(Data records)
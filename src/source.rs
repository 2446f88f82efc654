// Ultralytics 🚀 AGPL-3.0 License - https://ultralytics.com/license

//! Input image sources.
//!
//! Sources are still images only: a file, a directory, a simple glob, an
//! explicit list of paths, or an in-memory image.

use std::path::{Path, PathBuf};

use image::DynamicImage;
use ndarray::Array3;

use crate::error::{PoseError, Result};
use crate::preprocessing::array_to_image;

/// Image extensions accepted from directories and globs.
pub const IMAGE_EXTENSIONS: [&str; 8] = ["jpg", "jpeg", "png", "bmp", "gif", "webp", "tiff", "tif"];

/// Represents different input sources for pose estimation.
#[derive(Debug, Clone)]
pub enum Source {
    /// Path to an image file.
    Image(PathBuf),
    /// In-memory image.
    ImageBuffer(DynamicImage),
    /// Raw HWC u8 array.
    Array(Array3<u8>),
    /// List of image paths.
    ImageList(Vec<PathBuf>),
    /// Directory containing images.
    Directory(PathBuf),
    /// Glob pattern for images.
    Glob(String),
}

impl Source {
    /// Check if this source is a single image.
    #[must_use]
    pub const fn is_image(&self) -> bool {
        matches!(self, Self::Image(_) | Self::ImageBuffer(_) | Self::Array(_))
    }

    /// Check if this source is a directory, glob pattern or list.
    #[must_use]
    pub const fn is_batch(&self) -> bool {
        matches!(
            self,
            Self::Directory(_) | Self::Glob(_) | Self::ImageList(_)
        )
    }

    /// Get the path if this source has one.
    #[must_use]
    pub fn path(&self) -> Option<&Path> {
        match self {
            Self::Image(p) | Self::Directory(p) => Some(p),
            _ => None,
        }
    }
}

impl From<&str> for Source {
    fn from(s: &str) -> Self {
        if s.contains('*') {
            return Self::Glob(s.to_string());
        }

        let path = PathBuf::from(s);
        if path.is_dir() {
            return Self::Directory(path);
        }
        Self::Image(path)
    }
}

impl From<String> for Source {
    fn from(s: String) -> Self {
        Self::from(s.as_str())
    }
}

impl From<PathBuf> for Source {
    fn from(path: PathBuf) -> Self {
        Self::from(path.to_string_lossy().as_ref())
    }
}

impl From<&Path> for Source {
    fn from(path: &Path) -> Self {
        Self::from(path.to_string_lossy().as_ref())
    }
}

impl From<Vec<PathBuf>> for Source {
    fn from(paths: Vec<PathBuf>) -> Self {
        Self::ImageList(paths)
    }
}

impl From<DynamicImage> for Source {
    fn from(img: DynamicImage) -> Self {
        Self::ImageBuffer(img)
    }
}

impl From<Array3<u8>> for Source {
    fn from(arr: Array3<u8>) -> Self {
        Self::Array(arr)
    }
}

/// Metadata about a loaded image.
#[derive(Debug, Clone)]
pub struct SourceMeta {
    /// Position of the image within its source.
    pub index: usize,
    /// Number of images in the source.
    pub total: usize,
    /// Source path or identifier.
    pub path: String,
}

impl Default for SourceMeta {
    fn default() -> Self {
        Self {
            index: 0,
            total: 1,
            path: String::new(),
        }
    }
}

/// Iterator over images from a source.
///
/// Each item is loaded lazily, so one unreadable file yields an `Err` item
/// without ending the iteration.
#[derive(Debug)]
pub struct SourceIterator {
    source: Source,
    current: usize,
    image_paths: Vec<PathBuf>,
}

impl SourceIterator {
    /// Create a new source iterator.
    ///
    /// # Errors
    ///
    /// Returns an error if a directory or glob base can't be read.
    pub fn new(source: Source) -> Result<Self> {
        let image_paths = match &source {
            Source::Directory(path) => collect_images_from_dir(path)?,
            Source::Glob(pattern) => collect_images_from_glob(pattern)?,
            Source::Image(path) => vec![path.clone()],
            Source::ImageList(paths) => paths.clone(),
            Source::ImageBuffer(_) | Source::Array(_) => vec![],
        };

        Ok(Self {
            source,
            current: 0,
            image_paths,
        })
    }

    /// Number of images this iterator will yield.
    #[must_use]
    pub fn len(&self) -> usize {
        match self.source {
            Source::ImageBuffer(_) | Source::Array(_) => 1,
            _ => self.image_paths.len(),
        }
    }

    /// Whether the source contains no images.
    #[must_use]
    pub fn is_empty(&self) -> bool {
        self.len() == 0
    }

    fn next_image(&mut self) -> Option<Result<(DynamicImage, SourceMeta)>> {
        let path = self.image_paths.get(self.current)?;
        let meta = SourceMeta {
            index: self.current,
            total: self.image_paths.len(),
            path: path.to_string_lossy().to_string(),
        };
        self.current += 1;

        Some(
            image::open(path)
                .map(|img| (img, meta))
                .map_err(|e| {
                    PoseError::ImageError(format!("Failed to load {}: {e}", path.display()))
                }),
        )
    }
}

impl Iterator for SourceIterator {
    type Item = Result<(DynamicImage, SourceMeta)>;

    fn next(&mut self) -> Option<Self::Item> {
        match &self.source {
            Source::Image(_) | Source::Directory(_) | Source::Glob(_) | Source::ImageList(_) => {
                self.next_image()
            }
            Source::ImageBuffer(img) => {
                if self.current > 0 {
                    return None;
                }
                self.current = 1;
                Some(Ok((img.clone(), SourceMeta::default())))
            }
            Source::Array(arr) => {
                if self.current > 0 {
                    return None;
                }
                self.current = 1;
                Some(array_to_image(arr).map(|img| (img, SourceMeta::default())))
            }
        }
    }
}

/// Check if a path is an image file based on extension.
fn is_image_file(path: &Path) -> bool {
    path.extension().is_some_and(|ext| {
        let ext = ext.to_string_lossy().to_lowercase();
        IMAGE_EXTENSIONS.contains(&ext.as_str())
    })
}

fn collect_images_from_dir(dir: &Path) -> Result<Vec<PathBuf>> {
    list_images(dir, |_| true)
}

/// Collect image paths from a glob pattern.
///
/// Only a single `*` in the file name is supported, as in `"dir/*.jpg"` or
/// `"dir/frame_*.png"`. Matching ignores case.
fn collect_images_from_glob(pattern: &str) -> Result<Vec<PathBuf>> {
    let path = Path::new(pattern);
    let name = path
        .file_name()
        .map(|n| n.to_string_lossy().to_lowercase())
        .unwrap_or_default();
    let Some((prefix, suffix)) = name.split_once('*') else {
        return Ok(vec![PathBuf::from(pattern)]);
    };

    let dir = match path.parent() {
        Some(parent) if !parent.as_os_str().is_empty() => parent,
        _ => Path::new("."),
    };

    list_images(dir, |file_name| {
        file_name.len() >= prefix.len() + suffix.len()
            && file_name.starts_with(prefix)
            && file_name.ends_with(suffix)
    })
}

/// Sorted image files directly under `dir` whose lowercased name passes `accept`.
fn list_images(dir: &Path, accept: impl Fn(&str) -> bool) -> Result<Vec<PathBuf>> {
    if !dir.is_dir() {
        return Err(PoseError::ImageError(format!(
            "Directory not found: {}",
            dir.display()
        )));
    }

    let mut paths: Vec<PathBuf> = std::fs::read_dir(dir)?
        .filter_map(std::result::Result::ok)
        .map(|entry| entry.path())
        .filter(|path| {
            is_image_file(path)
                && path
                    .file_name()
                    .is_some_and(|n| accept(&n.to_string_lossy().to_lowercase()))
        })
        .collect();

    paths.sort();
    Ok(paths)
}

#[cfg(test)]
mod tests {
    use super::*;
    use image::{Rgb, RgbImage};

    fn temp_dir(name: &str) -> PathBuf {
        let dir = std::env::temp_dir().join(format!("pose_overlay_{name}_{}", std::process::id()));
        let _ = std::fs::remove_dir_all(&dir);
        std::fs::create_dir_all(&dir).unwrap();
        dir
    }

    fn write_png(path: &Path) {
        RgbImage::from_pixel(4, 3, Rgb([10, 20, 30])).save(path).unwrap();
    }

    #[test]
    fn test_source_from_string() {
        assert!(matches!(Source::from("image.jpg"), Source::Image(_)));
        assert!(matches!(Source::from("*.jpg"), Source::Glob(_)));
        assert!(matches!(
            Source::from(std::env::temp_dir()),
            Source::Directory(_)
        ));
    }

    #[test]
    fn test_source_checks() {
        let img = Source::Image(PathBuf::from("test.jpg"));
        assert!(img.is_image());
        assert!(!img.is_batch());
        assert_eq!(img.path(), Some(Path::new("test.jpg")));

        let dir = Source::Directory(PathBuf::from("./images"));
        assert!(dir.is_batch());
        assert!(Source::from(vec![PathBuf::from("a.png")]).is_batch());
    }

    #[test]
    fn test_directory_is_sorted_and_filtered() {
        let dir = temp_dir("dir");
        write_png(&dir.join("b.png"));
        write_png(&dir.join("a.png"));
        std::fs::write(dir.join("notes.txt"), "skip").unwrap();

        let iter = SourceIterator::new(Source::Directory(dir.clone())).unwrap();
        assert_eq!(iter.len(), 2);
        let items: Vec<_> = iter.map(|item| item.unwrap().1).collect();
        assert!(items[0].path.ends_with("a.png"));
        assert!(items[1].path.ends_with("b.png"));
        assert_eq!((items[1].index, items[1].total), (1, 2));

        std::fs::remove_dir_all(&dir).unwrap();
    }

    #[test]
    fn test_glob_extension_filter() {
        let dir = temp_dir("glob");
        write_png(&dir.join("x.png"));
        write_png(&dir.join("y.bmp"));

        let pattern = format!("{}/*.png", dir.display());
        let iter = SourceIterator::new(Source::from(pattern.as_str())).unwrap();
        assert_eq!(iter.len(), 1);

        std::fs::remove_dir_all(&dir).unwrap();
    }

    #[test]
    fn test_glob_name_prefix() {
        let dir = temp_dir("glob_prefix");
        write_png(&dir.join("a1.png"));
        write_png(&dir.join("A2.PNG"));
        write_png(&dir.join("b1.png"));
        std::fs::write(dir.join("a3.txt"), "skip").unwrap();

        let iter = SourceIterator::new(Source::Glob(format!("{}/a*", dir.display()))).unwrap();
        let names: Vec<_> = iter.map(|item| item.unwrap().1.path).collect();
        assert_eq!(names.len(), 2);
        assert!(names[0].ends_with("A2.PNG"));
        assert!(names[1].ends_with("a1.png"));

        let iter = SourceIterator::new(Source::Glob(format!("{}/a*.png", dir.display()))).unwrap();
        assert_eq!(iter.len(), 2);

        std::fs::remove_dir_all(&dir).unwrap();
    }

    #[test]
    fn test_unreadable_image_does_not_stop_iteration() {
        let dir = temp_dir("list");
        write_png(&dir.join("ok.png"));
        let list = vec![dir.join("missing.png"), dir.join("ok.png")];

        let items: Vec<_> = SourceIterator::new(Source::ImageList(list))
            .unwrap()
            .collect();
        assert_eq!(items.len(), 2);
        assert!(matches!(items[0], Err(PoseError::ImageError(_))));
        assert!(items[1].is_ok());

        std::fs::remove_dir_all(&dir).unwrap();
    }

    #[test]
    fn test_in_memory_sources_yield_once() {
        let img = DynamicImage::ImageRgb8(RgbImage::new(2, 2));
        assert_eq!(SourceIterator::new(img.into()).unwrap().count(), 1);

        let arr = Array3::<u8>::zeros((2, 2, 3));
        let mut iter = SourceIterator::new(arr.into()).unwrap();
        assert!(iter.next().unwrap().is_ok());
        assert!(iter.next().is_none());
    }

    #[test]
    fn test_missing_directory_glob_errors() {
        assert!(SourceIterator::new(Source::Glob("/definitely/not/here/*.jpg".into())).is_err());
    }
}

WORK TASK:
Once the line containing "source has one." has been written out, please stop; every line before it, back to the first line of the records above, should be given exactly.

TASK SOLUTION:
filename src/source.rs
repository 2446f88f82efc654
// Ultralytics 🚀 AGPL-3.0 License - https://ultralytics.com/license

//! Input image sources.
//!
//! Sources are still images only: a file, a directory, a simple glob, an
//! explicit list of paths, or an in-memory image.

use std::path::{Path, PathBuf};

use image::DynamicImage;
use ndarray::Array3;

use crate::error::{PoseError, Result};
use crate::preprocessing::array_to_image;

/// Image extensions accepted from directories and globs.
pub const IMAGE_EXTENSIONS: [&str; 8] = ["jpg", "jpeg", "png", "bmp", "gif", "webp", "tiff", "tif"];

/// Represents different input sources for pose estimation.
#[derive(Debug, Clone)]
pub enum Source {
    /// Path to an image file.
    Image(PathBuf),
    /// In-memory image.
    ImageBuffer(DynamicImage),
    /// Raw HWC u8 array.
    Array(Array3<u8>),
    /// List of image paths.
    ImageList(Vec<PathBuf>),
    /// Directory containing images.
    Directory(PathBuf),
    /// Glob pattern for images.
    Glob(String),
}

impl Source {
    /// Check if this source is a single image.
    #[must_use]
    pub const fn is_image(&self) -> bool {
        matches!(self, Self::Image(_) | Self::ImageBuffer(_) | Self::Array(_))
    }

    /// Check if this source is a directory, glob pattern or list.
    #[must_use]
    pub const fn is_batch(&self) -> bool {
        matches!(
            self,
            Self::Directory(_) | Self::Glob(_) | Self::ImageList(_)
        )
    }

    /// Get the path if this source has one.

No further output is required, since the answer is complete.